O Vale do Cremissan representa o principal “pulmão verde” para a população que vive na região de Belém. Há dois conventos e uma escola de salesianos, além de vinhedos e campos de oliveiras nos terrenos que pertencem a 58 famílias cristãs de Beit Jala. O traçado do muro de separação arquitetado por Israel, após ter dividido o território de Belém agora ameaça devastar toda a região, famosa por uma das paisagens mais bonitas de toda Terra Santa. É evidente, repetem os prefeitos em uníssono, que o plano do traçado “não responde a nenhuma exigência de segurança, e pretende apenas separar as pessoas das suas terras para podê-las confiscar e ampliar a zona das colônias israelenses que já ocuparam, nesse quadrante, a maior parte dos territórios palestinos”.
Nos últimos quase oito anos, existe uma disputa legal sobre o destino do Vale do Cremissan, que chegou à Suprema Corte de Justiça israelense. A Igreja local teve que desmentir em diversas ocasiões os rumores sobre a existência de um suposto “semáforo verde” vaticano para as escavadeiras israelenses. Todo o muro de separação construído por Israel foi condenado pelas resoluções da ONU, e a Corte Internacional de Justiça de Haia definiu a construção do muro e seus efeitos no dia a dia da população local “contrários ao direito internacional”.
No traçado do muro que ameaça o Vale do Cremissan, os efeitos da construção afetam diretamente as comunidades cristãs mais consistentes entre as que vivem nos territórios submetidos à Autoridade Palestina. “50% da população de Belém”, explicou Vera Baboun, “tem menos de 29 anos. Prender todos os cristãos dessa zona e separá-los de seu vínculo natural com Jerusalém tem um efeito direto em sua vida de fé. O muro entre Belém e Jerusalém é como uma barreira que divide o nascimento de Jesus de sua Ressurreição. E, se a zona do Cremissan for cercada e confiscada, a densidade populacional em nossa região atingirá níveis insustentáveis, entre os mais elevados do mundo, impelindo todo o mundo que puder a fugir”.
As razões dos camponeses cristãos do Cremissan encontram apoio inclusive entre os israelenses: o Council of Peace and Security, organismo que congrega os membros aposentados do aparelho militar israelense, propôs a criação de percursos alternativos para o traçado do muro e denunciou ao mesmo tempo a absoluta inadequação das propostas de “ajuste” ventiladas até agora pelo Ministério israelense da Defesa.
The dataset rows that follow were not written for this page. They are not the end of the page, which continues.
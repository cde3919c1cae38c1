//! Backing store abstraction.

use crate::entity::CacheEntity;
use crate::error::{Error, Result};
use dashmap::DashMap;
use std::future::Future;
use std::sync::atomic::{AtomicUsize, Ordering};
use std::sync::Arc;

/// The slow, authoritative store the cache protects.
///
/// `fetch_by_id` returning `Ok(None)` means the entity does not exist; it is
/// not an error. Implementors may write plain `async fn`.
///
/// # Example
///
/// ```ignore
/// impl DataRepository<Shop> for ShopRepository {
///     async fn fetch_by_id(&self, id: &u64) -> cache_shield::Result<Option<Shop>> {
///         sqlx::query_as("SELECT * FROM tb_shop WHERE id = $1")
///             .bind(*id as i64)
///             .fetch_optional(&self.pool)
///             .await
///             .map_err(|e| cache_shield::Error::RepositoryError(e.to_string()))
///     }
///
///     async fn save(&self, shop: &Shop) -> cache_shield::Result<()> { /* INSERT */ }
///     async fn update_by_id(&self, shop: &Shop) -> cache_shield::Result<()> { /* UPDATE */ }
/// }
/// ```
pub trait DataRepository<T: CacheEntity>: Send + Sync {
    fn fetch_by_id(&self, id: &T::Key) -> impl Future<Output = Result<Option<T>>> + Send;

    /// Insert a new entity.
    fn save(&self, entity: &T) -> impl Future<Output = Result<()>> + Send;

    /// Overwrite the stored entity with the same identifier.
    fn update_by_id(&self, entity: &T) -> impl Future<Output = Result<()>> + Send;
}

/// Backing store that can list a whole entity collection.
pub trait CollectionRepository<T: CacheEntity>: Send + Sync {
    /// All entities, in the order they should be presented.
    fn fetch_all(&self) -> impl Future<Output = Result<Vec<T>>> + Send;
}

/// `DashMap`-backed repository for tests and demos.
///
/// Counts `fetch_by_id` and `fetch_all` calls so callers can verify how often
/// the cache let a read through.
pub struct InMemoryRepository<T: CacheEntity> {
    rows: DashMap<T::Key, T>,
    fetches: AtomicUsize,
}

impl<T: CacheEntity> InMemoryRepository<T> {
    pub fn new() -> Self {
        InMemoryRepository {
            rows: DashMap::new(),
            fetches: AtomicUsize::new(0),
        }
    }

    /// Seed a row without going through `save`.
    pub fn insert(&self, id: T::Key, entity: T) {
        self.rows.insert(id, entity);
    }

    pub fn remove(&self, id: &T::Key) -> Option<T> {
        self.rows.remove(id).map(|(_, entity)| entity)
    }

    pub fn get(&self, id: &T::Key) -> Option<T> {
        self.rows.get(id).map(|row| row.value().clone())
    }

    pub fn len(&self) -> usize {
        self.rows.len()
    }

    pub fn is_empty(&self) -> bool {
        self.rows.is_empty()
    }

    /// Number of reads served so far.
    pub fn fetch_count(&self) -> usize {
        self.fetches.load(Ordering::SeqCst)
    }

    pub fn into_shared(self) -> Arc<Self> {
        Arc::new(self)
    }
}

impl<T: CacheEntity> Default for InMemoryRepository<T> {
    fn default() -> Self {
        Self::new()
    }
}

fn require_id<T: CacheEntity>(entity: &T) -> Result<T::Key> {
    entity.cache_key().ok_or_else(|| {
        Error::InvalidArgument(format!("{} entity has no id", T::cache_prefix()))
    })
}

impl<T: CacheEntity> DataRepository<T> for InMemoryRepository<T> {
    async fn fetch_by_id(&self, id: &T::Key) -> Result<Option<T>> {
        self.fetches.fetch_add(1, Ordering::SeqCst);
        Ok(self.get(id))
    }

    async fn save(&self, entity: &T) -> Result<()> {
        let id = require_id(entity)?;
        if self.rows.contains_key(&id) {
            return Err(Error::RepositoryError(format!(
                "{} {} already exists",
                T::cache_prefix(),
                id
            )));
        }
        self.rows.insert(id, entity.clone());
        Ok(())
    }

    async fn update_by_id(&self, entity: &T) -> Result<()> {
        let id = require_id(entity)?;
        match self.rows.get_mut(&id) {
            Some(mut row) => {
                *row = entity.clone();
                Ok(())
            }
            None => Err(Error::RepositoryError(format!(
                "{} {} does not exist",
                T::cache_prefix(),
                id
            ))),
        }
    }
}

impl<T: CacheEntity> CollectionRepository<T> for InMemoryRepository<T> {
    /// Rows ordered by the string form of their id.
    async fn fetch_all(&self) -> Result<Vec<T>> {
        self.fetches.fetch_add(1, Ordering::SeqCst);
        let mut rows: Vec<(String, T)> = self
            .rows
            .iter()
            .map(|row| (row.key().to_string(), row.value().clone()))
            .collect();
        rows.sort_by(|a, b| a.0.cmp(&b.0));
        Ok(rows.into_iter().map(|(_, entity)| entity).collect())
    }
}
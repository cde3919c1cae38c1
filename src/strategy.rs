//! Read strategies offered by the query engine.

use crate::error::Error;
use std::fmt;
use std::str::FromStr;

/// How a query protects the backing store.
///
/// | Strategy | Penetration | Breakdown | Blocks caller |
/// |----------|-------------|-----------|---------------|
/// | `PassThrough` | null marker | no | on miss, one store read |
/// | `Mutex` | null marker | lock + retry | while another caller rebuilds |
/// | `LogicalExpire` | no (pre-warmed) | lock + background rebuild | never |
#[derive(Clone, Copy, Debug, PartialEq, Eq, Default)]
pub enum CacheStrategy {
    /// Read through on miss; cache confirmed absences as null markers.
    PassThrough,

    /// Like `PassThrough`, but only one caller per id rebuilds; others wait
    /// and retry.
    #[default]
    Mutex,

    /// Serve whatever is cached; refresh logically expired entries in the
    /// background.
    LogicalExpire,
}

impl fmt::Display for CacheStrategy {
    fn fmt(&self, f: &mut fmt::Formatter<'_>) -> fmt::Result {
        match self {
            CacheStrategy::PassThrough => write!(f, "pass_through"),
            CacheStrategy::Mutex => write!(f, "mutex"),
            CacheStrategy::LogicalExpire => write!(f, "logical_expire"),
        }
    }
}

impl FromStr for CacheStrategy {
    type Err = Error;

    fn from_str(s: &str) -> Result<Self, Self::Err> {
        match s.trim().to_ascii_lowercase().replace('-', "_").as_str() {
            "pass_through" | "passthrough" => Ok(CacheStrategy::PassThrough),
            "mutex" => Ok(CacheStrategy::Mutex),
            "logical_expire" | "logical" => Ok(CacheStrategy::LogicalExpire),
            other => Err(Error::ConfigError(format!(
                "Unknown cache strategy: {}",
                other
            ))),
        }
    }
}

#[cfg(test)]
mod tests {
    use super::*;

    #[test]
    fn test_display_round_trips_through_from_str() {
        for strategy in [
            CacheStrategy::PassThrough,
            CacheStrategy::Mutex,
            CacheStrategy::LogicalExpire,
        ] {
            assert_eq!(strategy.to_string().parse::<CacheStrategy>(), Ok(strategy));
        }
    }

    #[test]
    fn test_from_str_accepts_aliases() {
        assert_eq!("Pass-Through".parse(), Ok(CacheStrategy::PassThrough));
        assert_eq!(" logical ".parse(), Ok(CacheStrategy::LogicalExpire));
        assert!(matches!(
            "refresh".parse::<CacheStrategy>(),
            Err(Error::ConfigError(_))
        ));
    }

    #[test]
    fn test_default_is_mutex() {
        assert_eq!(CacheStrategy::default(), CacheStrategy::Mutex);
    }
}
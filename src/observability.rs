//! Metrics hooks and TTL policy.

use std::collections::HashMap;
use std::time::Duration;

/// Default TTL for cached entries (30 minutes).
pub const DEFAULT_ENTRY_TTL: Duration = Duration::from_secs(30 * 60);

/// Receives cache events from the query engine.
///
/// Every method has a no-op default; implement the ones you need.
/// Implementations must be cheap: they run inline on the query path.
pub trait CacheMetrics: Send + Sync {
    /// Entity served from the cache.
    fn record_hit(&self, _key: &str, _duration: Duration) {}

    /// Entity loaded from the backing store and written to the cache.
    fn record_load(&self, _key: &str, _duration: Duration) {}

    /// Entity does not exist.
    fn record_miss(&self, _key: &str, _duration: Duration) {}

    /// Null marker short-circuited a backing-store lookup.
    fn record_null_hit(&self, _key: &str) {}

    /// Logically expired entry served while a rebuild is pending.
    fn record_stale(&self, _key: &str) {}

    /// Rebuild task handed to the scheduler.
    fn record_rebuild_scheduled(&self, _key: &str) {}

    /// Rebuild lock was held by someone else.
    fn record_lock_contention(&self, _key: &str) {}

    /// Query failed.
    fn record_error(&self, _key: &str, _error: &str) {}
}

/// Metrics sink that discards everything.
pub struct NoOpMetrics;

impl CacheMetrics for NoOpMetrics {}

/// Store TTL applied to TTL-governed entries.
#[derive(Clone, Debug, PartialEq)]
pub enum TtlPolicy {
    /// Same TTL for every entity type.
    Fixed(Duration),

    /// TTL chosen by entity prefix, with a fallback.
    PerType {
        default: Duration,
        overrides: HashMap<String, Duration>,
    },
}

impl TtlPolicy {
    /// TTL for entities cached under `prefix`.
    pub fn get_ttl(&self, prefix: &str) -> Duration {
        match self {
            TtlPolicy::Fixed(ttl) => *ttl,
            TtlPolicy::PerType { default, overrides } => {
                overrides.get(prefix).copied().unwrap_or(*default)
            }
        }
    }

    /// Add or replace the TTL for one prefix, turning a fixed policy into a
    /// per-type one.
    pub fn with_override(self, prefix: &str, ttl: Duration) -> Self {
        let (default, mut overrides) = match self {
            TtlPolicy::Fixed(default) => (default, HashMap::new()),
            TtlPolicy::PerType { default, overrides } => (default, overrides),
        };
        overrides.insert(prefix.to_string(), ttl);
        TtlPolicy::PerType { default, overrides }
    }
}

impl Default for TtlPolicy {
    fn default() -> Self {
        TtlPolicy::Fixed(DEFAULT_ENTRY_TTL)
    }
}

#[cfg(test)]
mod tests {
    use super::*;

    #[test]
    fn test_default_policy() {
        assert_eq!(TtlPolicy::default().get_ttl("shop"), DEFAULT_ENTRY_TTL);
    }

    #[test]
    fn test_per_type_policy() {
        let policy = TtlPolicy::Fixed(Duration::from_secs(60))
            .with_override("shop_type", Duration::from_secs(3600));

        assert_eq!(policy.get_ttl("shop"), Duration::from_secs(60));
        assert_eq!(policy.get_ttl("shop_type"), Duration::from_secs(3600));

        let policy = policy.with_override("shop_type", Duration::from_secs(5));
        assert_eq!(policy.get_ttl("shop_type"), Duration::from_secs(5));
    }

    #[test]
    fn test_noop_metrics_accepts_everything() {
        let metrics: Box<dyn CacheMetrics> = Box::new(NoOpMetrics);
        metrics.record_hit("k", Duration::from_millis(1));
        metrics.record_load("k", Duration::from_millis(1));
        metrics.record_miss("k", Duration::from_millis(1));
        metrics.record_null_hit("k");
        metrics.record_stale("k");
        metrics.record_rebuild_scheduled("k");
        metrics.record_lock_contention("k");
        metrics.record_error("k", "boom");
    }
}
Mas está se aproximando o tempo do veredicto definitivo das Cortes de Israel. E os apelos ao bom senso parecem não mudar a obstinação dos aparelhos governamentais.
“A verdadeira pergunta”, repete Vera Baboun, “é perguntar-se qual futuro queremos para Belém e para as outras cidades cristãs da Palestina. O Papa representa para nós a última possibilidade. Fazemos um apelo à sua responsabilidade de pai”.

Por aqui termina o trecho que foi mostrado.